Post date: Apr 27, 2014 1:19:58 AM

image source:  mum social dance club

"If pupils walk at the beginning of a class, they get bored and want to learn more steps to show off at the dance hall. They don't realise they are lucky when they meet a teacher who says: No. Look. You must walk. First walk."  - Miguel Zotto

Zotto's words made me reflect on my own tango teaching practice.   I'm a fanatic about walking the the caminada (tango walk) and practice it regularly. A good caminada requries good balance, posture, weight transfer, and connection with one's partner, the music and the floor. These skills are all transferrable and necessary to executing simple and complex tango moves and figures. And let's not forget that tango is known as 'the walking dance'. 

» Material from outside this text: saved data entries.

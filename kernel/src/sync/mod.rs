//! Synchronization primitives shared across kernel subsystems.

use spin::Once;

/// Lazily-initialized global, for statics whose constructor isn't `const`.
///
/// Mirrors the upstream crate's `once_lock::GlobalState` wrapper: callers
/// call [`GlobalState::get_or_init`] instead of reaching for `unsafe`
/// mutable statics.
pub struct GlobalState<T> {
    inner: Once<T>,
}

impl<T> GlobalState<T> {
    pub const fn new() -> Self {
        Self { inner: Once::new() }
    }

    pub fn get_or_init(&self, f: impl FnOnce() -> T) -> &T {
        self.inner.call_once(f)
    }

    pub fn get(&self) -> Option<&T> {
        self.inner.get()
    }
}

impl<T> Default for GlobalState<T> {
    fn default() -> Self {
        Self::new()
    }
}

/// The kernel's single big lock.
///
/// Every syscall dispatch and every trap acquires [`KernelLock`] before
/// touching environment/address-space/scheduler state and releases it
/// before returning to user mode (or, for a blocking `ipc_recv`/`yield`,
/// before handing control to the scheduler). There is no finer-grained
/// locking inside the kernel; collaborators (`EnvTable`, `FrameAllocator`)
/// use their own internal `spin::Mutex` only to stay sound under the
/// `&EnvTable`-everywhere API shape, not to allow real concurrent access.
pub struct KernelLock {
    inner: spin::Mutex<()>,
}

impl KernelLock {
    pub const fn new() -> Self {
        Self {
            inner: spin::Mutex::new(()),
        }
    }

    pub fn lock(&self) -> KernelLockGuard<'_> {
        KernelLockGuard {
            _guard: self.inner.lock(),
        }
    }
}

impl Default for KernelLock {
    fn default() -> Self {
        Self::new()
    }
}

pub struct KernelLockGuard<'a> {
    _guard: spin::MutexGuard<'a, ()>,
}

#[cfg(test)]
mod tests {
    use super::*;

    #[test]
    fn global_state_initializes_once() {
        let state: GlobalState<u32> = GlobalState::new();
        assert_eq!(*state.get_or_init(|| 42), 42);
        assert_eq!(*state.get_or_init(|| 7), 42);
    }

    #[test]
    fn kernel_lock_excludes() {
        let lock = KernelLock::new();
        let guard = lock.lock();
        drop(guard);
        let _guard2 = lock.lock();
    }
}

 However, I also realise that if we tango teachers are going to help build a tango community and keep people interested in investing their leisure time in attending tango classes, the classes need to be interesting and enjoyable. There is a growing awareness in the area of pedagogy that adults learn best by play, and I would certainly not like to deprive my students of learning some basic tango figures and combinations if I felt they weren't yet walking properly!

walking tango practice

Mastering the tango walk takes time, energy and a Zen-like approach!  For students to be sufficiently motivated to apply themselves to practicing their walk I believe it greatly helps if they have already been stimulated and inspired by trying out some beautiful figures and combinations. 

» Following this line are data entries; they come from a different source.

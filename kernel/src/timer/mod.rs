//! Software timer wheel sitting above the hardware tick source.
//!
//! Drives [`crate::syscall`]'s `time_msec` via [`get_uptime_ms`]; the wheel
//! itself is otherwise independent of the syscall surface and could back
//! scheduler-internal sleeps if the cooperative scheduler grows them.

use core::sync::atomic::{AtomicU64, Ordering};

use spin::Mutex;

use crate::sync::GlobalState;

const TIMER_WHEEL_SLOTS: usize = 256;
const MAX_TIMERS: usize = 1024;

static NEXT_TIMER_ID: AtomicU64 = AtomicU64::new(1);
static TIMER_WHEEL: GlobalState<Mutex<TimerWheel>> = GlobalState::new();
static UPTIME_MS: AtomicU64 = AtomicU64::new(0);

/// Unique identifier for a registered timer.
#[derive(Debug, Clone, Copy, PartialEq, Eq, Hash)]
pub struct TimerId(pub u64);

impl TimerId {
    fn next() -> Self {
        Self(NEXT_TIMER_ID.fetch_add(1, Ordering::Relaxed))
    }
}

/// Timer firing mode.
#[derive(Debug, Clone, Copy, PartialEq, Eq)]
pub enum TimerMode {
    OneShot,
    Periodic,
}

/// Function pointers only (not closures) so timers live in static data
/// without requiring `alloc`.
pub type TimerCallback = fn(TimerId);

#[derive(Debug, Clone, Copy)]
struct Timer {
    id: TimerId,
    mode: TimerMode,
    interval_ms: u64,
    remaining_ms: u64,
    callback: TimerCallback,
}

struct TimerWheel {
    timers: [Option<Timer>; MAX_TIMERS],
    current_slot: usize,
    active_count: usize,
}

impl TimerWheel {
    fn new() -> Self {
        const NONE_TIMER: Option<Timer> = None;
        Self {
            timers: [NONE_TIMER; MAX_TIMERS],
            current_slot: 0,
            active_count: 0,
        }
    }

    fn add_timer(
        &mut self,
        mode: TimerMode,
        interval_ms: u64,
        callback: TimerCallback,
    ) -> Option<TimerId> {
        if interval_ms == 0 {
            return None;
        }
        let slot = self.timers.iter().position(|t| t.is_none())?;
        let id = TimerId::next();
        self.timers[slot] = Some(Timer {
            id,
            mode,
            interval_ms,
            remaining_ms: interval_ms,
            callback,
        });
        self.active_count += 1;
        Some(id)
    }

    fn cancel_timer(&mut self, id: TimerId) -> bool {
        for entry in self.timers.iter_mut() {
            if matches!(entry, Some(t) if t.id == id) {
                *entry = None;
                self.active_count = self.active_count.saturating_sub(1);
                return true;
            }
        }
        false
    }

    fn tick(&mut self, elapsed_ms: u64) {
        self.current_slot = (self.current_slot + elapsed_ms as usize) % TIMER_WHEEL_SLOTS;

        let mut fired: [(TimerId, TimerCallback); 64] = [(TimerId(0), noop_callback); 64];
        let mut fired_count = 0usize;

        for entry in self.timers.iter_mut() {
            if let Some(timer) = entry {
                if timer.remaining_ms <= elapsed_ms {
                    if fired_count < fired.len() {
                        fired[fired_count] = (timer.id, timer.callback);
                        fired_count += 1;
                    }
                    match timer.mode {
                        TimerMode::OneShot => {
                            *entry = None;
                            self.active_count = self.active_count.saturating_sub(1);
                        }
                        TimerMode::Periodic => {
                            let overshoot = elapsed_ms.saturating_sub(timer.remaining_ms);
                            timer.remaining_ms = timer
                                .interval_ms
                                .saturating_sub(overshoot % timer.interval_ms);
                        }
                    }
                } else {
                    timer.remaining_ms -= elapsed_ms;
                }
            }
        }

        for &(id, cb) in fired.iter().take(fired_count) {
            (cb)(id);
        }
    }

    fn pending_count(&self) -> usize {
        self.active_count
    }
}

fn noop_callback(_id: TimerId) {}

fn wheel() -> &'static Mutex<TimerWheel> {
    TIMER_WHEEL.get_or_init(|| Mutex::new(TimerWheel::new()))
}

/// Initialize the timer subsystem. Idempotent.
pub fn init() {
    wheel();
}

pub fn create_timer(mode: TimerMode, interval_ms: u64, callback: TimerCallback) -> Option<TimerId> {
    wheel().lock().add_timer(mode, interval_ms, callback)
}

pub fn cancel_timer(id: TimerId) -> bool {
    wheel().lock().cancel_timer(id)
}

/// Advance all timers by `elapsed_ms` and fire expired ones.
pub fn timer_tick(elapsed_ms: u64) {
    UPTIME_MS.fetch_add(elapsed_ms, Ordering::Relaxed);
    wheel().lock().tick(elapsed_ms);
}

/// Monotonic milliseconds since boot; backs the `time_msec` syscall.
pub fn get_uptime_ms() -> u64 {
    UPTIME_MS.load(Ordering::Relaxed)
}

pub fn pending_timer_count() -> usize {
    wheel().lock().pending_count()
}

#[cfg(test)]
mod tests {
    use super::*;

    fn test_callback(_id: TimerId) {}

    #[test]
    fn timer_wheel_add_and_cancel() {
        let mut wheel = TimerWheel::new();
        let id = wheel.add_timer(TimerMode::OneShot, 100, test_callback).unwrap();
        assert_eq!(wheel.pending_count(), 1);
        assert!(wheel.cancel_timer(id));
        assert_eq!(wheel.pending_count(), 0);
    }

    #[test]
    fn timer_wheel_cancel_nonexistent() {
        let mut wheel = TimerWheel::new();
        assert!(!wheel.cancel_timer(TimerId(999)));
    }

    #[test]
    fn timer_wheel_one_shot_fires_and_removes() {
        let mut wheel = TimerWheel::new();
        wheel.add_timer(TimerMode::OneShot, 50, test_callback).unwrap();
        wheel.tick(60);
        assert_eq!(wheel.pending_count(), 0);
    }

    #[test]
    fn timer_wheel_periodic_reloads() {
        let mut wheel = TimerWheel::new();
        wheel.add_timer(TimerMode::Periodic, 100, test_callback).unwrap();
        wheel.tick(110);
        assert_eq!(wheel.pending_count(), 1);
    }

    #[test]
    fn timer_wheel_zero_interval_rejected() {
        let mut wheel = TimerWheel::new();
        assert!(wheel.add_timer(TimerMode::OneShot, 0, test_callback).is_none());
    }

    #[test]
    fn timer_id_uniqueness() {
        assert_ne!(TimerId::next(), TimerId::next());
    }

    #[test]
    fn uptime_counter_advances() {
        let before = get_uptime_ms();
        timer_tick(42);
        assert_eq!(get_uptime_ms(), before + 42);
    }
}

My own experience as a teacher has shown that  once students learn moves like, for example, the sandwich, medialuna, barrida, and ochos they realise that, to lead or follow these moves well, they need to improve their walk.  They are then much more motivated to practice their walk.  They have gained a sufficient basic repertoire to get them out dancing, and this helps get the need for learning more moves "out of their system'" so to speak. They are then ready to look at the more fundamental and vital aspects of tango technique.

tango feet

image source: lower-supertran.net

That's why I always like to start my classes (private or group) with a warm-up of walking practice, which explores and focuses on different aspects of the walk, whether walking solo or with a partner. I may  also introduce exercises relating to music, connection and other aspects of technique. Then it's time to move on to a particular move or figure to be covered for that lesson.

Recalling the early days of my teaching, going back say 8 or 9 years (I have been teaching for 13 years) my then co-teacher and I used to follow the Zotto approach about "Walking first" rather fascistly! Our students would sometimes complain after 10 or so classes with us that all they did was walk! Our intentions were good. Our desire was to give our students a very solid foundation on which to build their tango, but sometimes good intentions are not quite enough when it comes to adult pedagogy! 

Some of our students could cope with this purist approach and progressed to become very competent dancers. But it would seem that we lost more students than we gained from this strategy, given that with the more balanced approach, as outlined above, student retention is much higher.